THE PROBLEM: Write the records out again. Match them exactly.

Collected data
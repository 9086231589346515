//! Retrieval-augmented generation over a single document
//!
//! This crate provides the chunker, the vector stores, the retriever, the
//! prompt assembler and the pipeline that drives them.

pub mod chunker;
pub mod config;
pub mod deadline;
pub mod hash_embedder;
pub mod pipeline;
pub mod prompt;
pub mod qdrant;
pub mod retriever;
pub mod vector_store;


pub use chunker::{Chunker, split};
pub use config::{ChunkingConfig, PipelineConfig, Scheme, StoreConfig};
pub use hash_embedder::{DEFAULT_HASH_DIMENSION, HashEmbedder};
pub use pipeline::{DynPipeline, Pipeline};
pub use prompt::{PromptAssembler, assemble};
pub use qdrant::QdrantVectorStore;
pub use retriever::Retriever;
pub use vector_store::{InMemoryVectorStore, cosine_similarity};

// Re-export core types for convenience
pub use docrag_core::{
    Answer, Chunk, ChunkingError, Document, EmbeddingClient, EmbeddingError, ErrorKind,
    GenerationError, IndexedPassage, LanguageModel, PipelineError, RetrievalError,
    RetrievedPassage, Stage, StoreError, VectorStore,
};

EXERCISE ANSWER:
repository 9086231589346515
//! Retrieval-augmented generation over a single document
//!
//! This crate provides the chunker, the vector stores, the retriever, the
//! prompt assembler and the pipeline that drives them.

pub mod chunker;
pub mod config;
pub mod deadline;
pub mod hash_embedder;
pub mod pipeline;
pub mod prompt;
pub mod qdrant;
pub mod retriever;
pub mod vector_store;


pub use chunker::{Chunker, split};
pub use config::{ChunkingConfig, PipelineConfig, Scheme, StoreConfig};
pub use hash_embedder::{DEFAULT_HASH_DIMENSION, HashEmbedder};
pub use pipeline::{DynPipeline, Pipeline};
pub use prompt::{PromptAssembler, assemble};
pub use qdrant::QdrantVectorStore;
pub use retriever::Retriever;
pub use vector_store::{InMemoryVectorStore, cosine_similarity};

// Re-export core types for convenience
pub use docrag_core::{
    Answer, Chunk, ChunkingError, Document, EmbeddingClient, EmbeddingError, ErrorKind,
    GenerationError, IndexedPassage, LanguageModel, PipelineError, RetrievalError,
    RetrievedPassage, Stage, StoreError, VectorStore,
};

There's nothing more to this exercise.